(Collected data entries)
****************************************

#![forbid(unsafe_code)]
#![warn(missing_docs)]

//! # Cascade Expression
//!
//! Expression evaluation and templating over JSON variable environments.
//!
//! Two front doors:
//!
//! - [`Condition`] — a compiled expression used to gate conditional edges and
//!   trigger activation. Evaluation is strict about producing a boolean.
//! - [`TemplateProcessor`] — substitutes `${expression}` and `{{path}}`
//!   placeholders through strings, maps, and lists, with strict or lenient
//!   handling of missing variables.
//!
//! Expressions are parsed once into an AST ([`Expr`]) and evaluated against
//! an [`EvaluationContext`] of JSON values.

pub mod ast;
pub mod condition;
pub mod context;
pub mod error;
pub mod eval;
pub mod parser;
pub mod template;
pub mod value_utils;

pub use ast::{BinaryOp, Expr, UnaryOp};
pub use condition::{Condition, evaluate_predicate};
pub use context::EvaluationContext;
pub use error::ExpressionError;
pub use eval::Evaluator;
pub use template::{TemplateMode, TemplateProcessor};
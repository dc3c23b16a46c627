//! Three-state circuit breaker.

use std::future::Future;
use std::time::{Duration, Instant};

use parking_lot::Mutex;
use serde::{Deserialize, Serialize};
use tracing::{debug, info, warn};

use crate::error::ResilienceError;

/// Circuit breaker state.
#[derive(Debug, Clone, Copy, PartialEq, Eq, Serialize, Deserialize)]
#[serde(rename_all = "snake_case")]
pub enum BreakerState {
    /// Operations are allowed.
    Closed,
    /// Operations are rejected until the cooldown elapses.
    Open,
    /// A bounded number of probe operations are allowed.
    HalfOpen,
}

impl std::fmt::Display for BreakerState {
    fn fmt(&self, f: &mut std::fmt::Formatter<'_>) -> std::fmt::Result {
        match self {
            Self::Closed => write!(f, "closed"),
            Self::Open => write!(f, "open"),
            Self::HalfOpen => write!(f, "half-open"),
        }
    }
}

/// Circuit breaker configuration.
#[derive(Debug, Clone, Serialize, Deserialize)]
pub struct CircuitBreakerConfig {
    /// Consecutive failures in `Closed` before the circuit opens.
    pub failure_threshold: u32,
    /// Consecutive successes in `HalfOpen` before the circuit closes.
    pub success_threshold: u32,
    /// Cooldown from `Open` before probes are admitted.
    #[serde(with = "duration_millis")]
    pub timeout: Duration,
    /// Probe quota while `HalfOpen`.
    pub max_half_open_requests: u32,
}

impl Default for CircuitBreakerConfig {
    fn default() -> Self {
        Self {
            failure_threshold: 5,
            success_threshold: 2,
            timeout: Duration::from_secs(30),
            max_half_open_requests: 1,
        }
    }
}

/// A three-state circuit breaker for one logical target.
///
/// `acquire` / `record_success` / `record_failure` give callers that need to
/// classify errors themselves (the engine) full control; [`execute`]
/// wraps the three for simple uses.
///
/// [`execute`]: Self::execute
#[derive(Debug)]
pub struct CircuitBreaker {
    config: CircuitBreakerConfig,
    inner: Mutex<Inner>,
}

#[derive(Debug)]
struct Inner {
    state: BreakerState,
    consecutive_failures: u32,
    consecutive_successes: u32,
    opened_at: Option<Instant>,
    half_open_in_flight: u32,
    total_calls: u64,
    total_failures: u64,
}

/// Copy-on-read statistics snapshot.
#[derive(Debug, Clone)]
pub struct BreakerStats {
    /// Current state.
    pub state: BreakerState,
    /// Consecutive failures observed in `Closed`.
    pub consecutive_failures: u32,
    /// Consecutive successes observed in `HalfOpen`.
    pub consecutive_successes: u32,
    /// How long the circuit has been open, if it is.
    pub open_for: Option<Duration>,
    /// Total admitted calls.
    pub total_calls: u64,
    /// Total recorded failures.
    pub total_failures: u64,
}

impl CircuitBreaker {
    /// Create a breaker with the given configuration.
    #[must_use]
    pub fn new(config: CircuitBreakerConfig) -> Self {
        Self {
            config,
            inner: Mutex::new(Inner {
                state: BreakerState::Closed,
                consecutive_failures: 0,
                consecutive_successes: 0,
                opened_at: None,
                half_open_in_flight: 0,
                total_calls: 0,
                total_failures: 0,
            }),
        }
    }

    /// Create a breaker with default configuration.
    #[must_use]
    pub fn with_defaults() -> Self {
        Self::new(CircuitBreakerConfig::default())
    }

    /// Current state, applying the Open → HalfOpen timeout transition.
    #[must_use]
    pub fn state(&self) -> BreakerState {
        let mut inner = self.inner.lock();
        self.maybe_half_open(&mut inner);
        inner.state
    }

    /// Request admission for one operation.
    ///
    /// Rejects with [`ResilienceError::CircuitBreakerOpen`] while `Open`
    /// (carrying the remaining cooldown) and when the `HalfOpen` probe quota
    /// is spent. Every admission must be paired with exactly one
    /// [`record_success`](Self::record_success) or
    /// [`record_failure`](Self::record_failure).
    pub fn acquire(&self) -> Result<(), ResilienceError> {
        let mut inner = self.inner.lock();
        self.maybe_half_open(&mut inner);

        match inner.state {
            BreakerState::Closed => {
                inner.total_calls += 1;
                Ok(())
            }
            BreakerState::Open => {
                let elapsed = inner.opened_at.map_or(Duration::ZERO, |t| t.elapsed());
                let retry_after = self.config.timeout.checked_sub(elapsed).unwrap_or(Duration::ZERO);
                debug!(retry_after_ms = retry_after.as_millis() as u64, "breaker rejected call");
                Err(ResilienceError::CircuitBreakerOpen {
                    retry_after: Some(retry_after),
                })
            }
            BreakerState::HalfOpen => {
                if inner.half_open_in_flight < self.config.max_half_open_requests {
                    inner.half_open_in_flight += 1;
                    inner.total_calls += 1;
                    Ok(())
                } else {
                    Err(ResilienceError::CircuitBreakerOpen { retry_after: None })
                }
            }
        }
    }

    /// Record a successful operation.
    pub fn record_success(&self) {
        let mut inner = self.inner.lock();
        match inner.state {
            BreakerState::Closed => {
                inner.consecutive_failures = 0;
            }
            BreakerState::HalfOpen => {
                inner.half_open_in_flight = inner.half_open_in_flight.saturating_sub(1);
                inner.consecutive_successes += 1;
                if inner.consecutive_successes >= self.config.success_threshold {
                    info!("circuit breaker closing after successful probes");
                    inner.state = BreakerState::Closed;
                    inner.consecutive_failures = 0;
                    inner.consecutive_successes = 0;
                    inner.opened_at = None;
                    inner.half_open_in_flight = 0;
                }
            }
            BreakerState::Open => {}
        }
    }

    /// Record a failed operation.
    pub fn record_failure(&self) {
        let mut inner = self.inner.lock();
        inner.total_failures += 1;
        match inner.state {
            BreakerState::Closed => {
                inner.consecutive_failures += 1;
                if inner.consecutive_failures >= self.config.failure_threshold {
                    warn!(
                        failures = inner.consecutive_failures,
                        "circuit breaker opening"
                    );
                    inner.state = BreakerState::Open;
                    inner.opened_at = Some(Instant::now());
                    inner.consecutive_successes = 0;
                }
            }
            BreakerState::HalfOpen => {
                warn!("circuit breaker re-opening after failed probe");
                inner.state = BreakerState::Open;
                inner.opened_at = Some(Instant::now());
                inner.consecutive_successes = 0;
                inner.half_open_in_flight = 0;
            }
            BreakerState::Open => {}
        }
    }

    /// Run an operation under the breaker: acquire, execute, record.
    pub async fn execute<T, E, F, Fut>(&self, operation: F) -> Result<Result<T, E>, ResilienceError>
    where
        F: FnOnce() -> Fut,
        Fut: Future<Output = Result<T, E>>,
    {
        self.acquire()?;
        let result = operation().await;
        match &result {
            Ok(_) => self.record_success(),
            Err(_) => self.record_failure(),
        }
        Ok(result)
    }

    /// Statistics snapshot.
    #[must_use]
    pub fn stats(&self) -> BreakerStats {
        let inner = self.inner.lock();
        BreakerStats {
            state: inner.state,
            consecutive_failures: inner.consecutive_failures,
            consecutive_successes: inner.consecutive_successes,
            open_for: inner.opened_at.map(|t| t.elapsed()),
            total_calls: inner.total_calls,
            total_failures: inner.total_failures,
        }
    }

    /// Reset to `Closed`, clearing all counters.
    pub fn reset(&self) {
        let mut inner = self.inner.lock();
        inner.state = BreakerState::Closed;
        inner.consecutive_failures = 0;
        inner.consecutive_successes = 0;
        inner.opened_at = None;
        inner.half_open_in_flight = 0;
    }

    fn maybe_half_open(&self, inner: &mut Inner) {
        if inner.state == BreakerState::Open {
            let elapsed = inner.opened_at.map_or(Duration::ZERO, |t| t.elapsed());
            if elapsed >= self.config.timeout {
                info!("circuit breaker transitioning from open to half-open");
                inner.state = BreakerState::HalfOpen;
                inner.half_open_in_flight = 0;
                inner.consecutive_successes = 0;
            }
        }
    }
}

mod duration_millis {
    use serde::{Deserialize, Deserializer, Serialize, Serializer};
    use std::time::Duration;

    pub fn serialize<S: Serializer>(duration: &Duration, s: S) -> Result<S::Ok, S::Error> {
        (duration.as_millis() as u64).serialize(s)
    }

    pub fn deserialize<'de, D: Deserializer<'de>>(d: D) -> Result<Duration, D::Error> {
        Ok(Duration::from_millis(u64::deserialize(d)?))
    }
}

#[cfg(test)]
mod tests {
    use super::*;

    fn config(failure_threshold: u32, timeout_ms: u64) -> CircuitBreakerConfig {
        CircuitBreakerConfig {
            failure_threshold,
            success_threshold: 2,
            timeout: Duration::from_millis(timeout_ms),
            max_half_open_requests: 1,
        }
    }

    fn fail(breaker: &CircuitBreaker) {
        breaker.acquire().unwrap();
        breaker.record_failure();
    }

    #[test]
    fn starts_closed() {
        let breaker = CircuitBreaker::with_defaults();
        assert_eq!(breaker.state(), BreakerState::Closed);
        assert!(breaker.acquire().is_ok());
    }

    #[test]
    fn opens_after_threshold_consecutive_failures() {
        let breaker = CircuitBreaker::new(config(5, 30_000));
        for _ in 0..4 {
            fail(&breaker);
            assert_eq!(breaker.state(), BreakerState::Closed);
        }
        fail(&breaker);
        assert_eq!(breaker.state(), BreakerState::Open);
    }

    #[test]
    fn success_resets_consecutive_count() {
        let breaker = CircuitBreaker::new(config(3, 30_000));
        fail(&breaker);
        fail(&breaker);
        breaker.acquire().unwrap();
        breaker.record_success();
        // Two more failures are not enough to reach the threshold again.
        fail(&breaker);
        fail(&breaker);
        assert_eq!(breaker.state(), BreakerState::Closed);
    }

    #[test]
    fn open_rejects_with_remaining_cooldown() {
        let breaker = CircuitBreaker::new(config(1, 30_000));
        fail(&breaker);

        let err = breaker.acquire().unwrap_err();
        let ResilienceError::CircuitBreakerOpen { retry_after: Some(remaining) } = err else {
            panic!("expected CircuitBreakerOpen with cooldown");
        };
        assert!(remaining <= Duration::from_secs(30));
        assert!(remaining > Duration::from_secs(29));
    }

    #[test]
    fn transitions_to_half_open_after_timeout() {
        let breaker = CircuitBreaker::new(config(1, 0));
        fail(&breaker);
        // Zero timeout: next observation flips to half-open.
        assert_eq!(breaker.state(), BreakerState::HalfOpen);
    }

    #[test]
    fn half_open_admits_bounded_probes() {
        let breaker = CircuitBreaker::new(CircuitBreakerConfig {
            max_half_open_requests: 2,
            ..config(1, 0)
        });
        fail(&breaker);

        assert!(breaker.acquire().is_ok());
        assert!(breaker.acquire().is_ok());
        let err = breaker.acquire().unwrap_err();
        assert!(matches!(
            err,
            ResilienceError::CircuitBreakerOpen { retry_after: None }
        ));
    }

    #[test]
    fn half_open_success_threshold_closes() {
        let breaker = CircuitBreaker::new(config(1, 0));
        fail(&breaker);
        assert_eq!(breaker.state(), BreakerState::HalfOpen);

        breaker.acquire().unwrap();
        breaker.record_success();
        assert_eq!(breaker.state(), BreakerState::HalfOpen);

        breaker.acquire().unwrap();
        breaker.record_success();
        assert_eq!(breaker.state(), BreakerState::Closed);
    }

    #[test]
    fn half_open_failure_reopens() {
        let breaker = CircuitBreaker::new(config(1, 0));
        fail(&breaker);
        assert_eq!(breaker.state(), BreakerState::HalfOpen);

        breaker.acquire().unwrap();
        breaker.record_failure();
        // opened_at was reset just now, so with a zero timeout the breaker
        // flips straight back to half-open on observation; check the raw
        // stats instead.
        let stats = breaker.stats();
        assert_eq!(stats.consecutive_successes, 0);
    }

    #[test]
    fn half_open_failure_reopens_with_cooldown() {
        let breaker = CircuitBreaker::new(config(1, 60_000));
        fail(&breaker);

        // Force the half-open transition by resetting and failing with a
        // short-timeout sibling is overkill; directly probe a long-timeout
        // breaker: it is open and stays open.
        let err = breaker.acquire().unwrap_err();
        assert!(matches!(err, ResilienceError::CircuitBreakerOpen { .. }));
    }

    #[tokio::test]
    async fn execute_wraps_acquire_and_record() {
        let breaker = CircuitBreaker::new(config(1, 60_000));

        let result = breaker
            .execute(|| async { Err::<(), _>("boom".to_string()) })
            .await
            .unwrap();
        assert!(result.is_err());
        assert_eq!(breaker.state(), BreakerState::Open);

        // Second call is rejected before the operation runs.
        let rejection = breaker
            .execute(|| async { Ok::<_, String>(1) })
            .await;
        assert!(rejection.is_err());
    }

    #[test]
    fn reset_returns_to_closed() {
        let breaker = CircuitBreaker::new(config(1, 60_000));
        fail(&breaker);
        assert_eq!(breaker.state(), BreakerState::Open);
        breaker.reset();
        assert_eq!(breaker.state(), BreakerState::Closed);
        assert!(breaker.acquire().is_ok());
    }

    #[test]
    fn stats_snapshot() {
        let breaker = CircuitBreaker::new(config(2, 60_000));
        fail(&breaker);
        let stats = breaker.stats();
        assert_eq!(stats.state, BreakerState::Closed);
        assert_eq!(stats.consecutive_failures, 1);
        assert_eq!(stats.total_calls, 1);
        assert_eq!(stats.total_failures, 1);
        assert!(stats.open_for.is_none());
    }
}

****************************************

## What is required
Write out every line of the data that holds the word "allowed".

## Written reply
    /// Operations are allowed.
    /// A bounded number of probe operations are allowed.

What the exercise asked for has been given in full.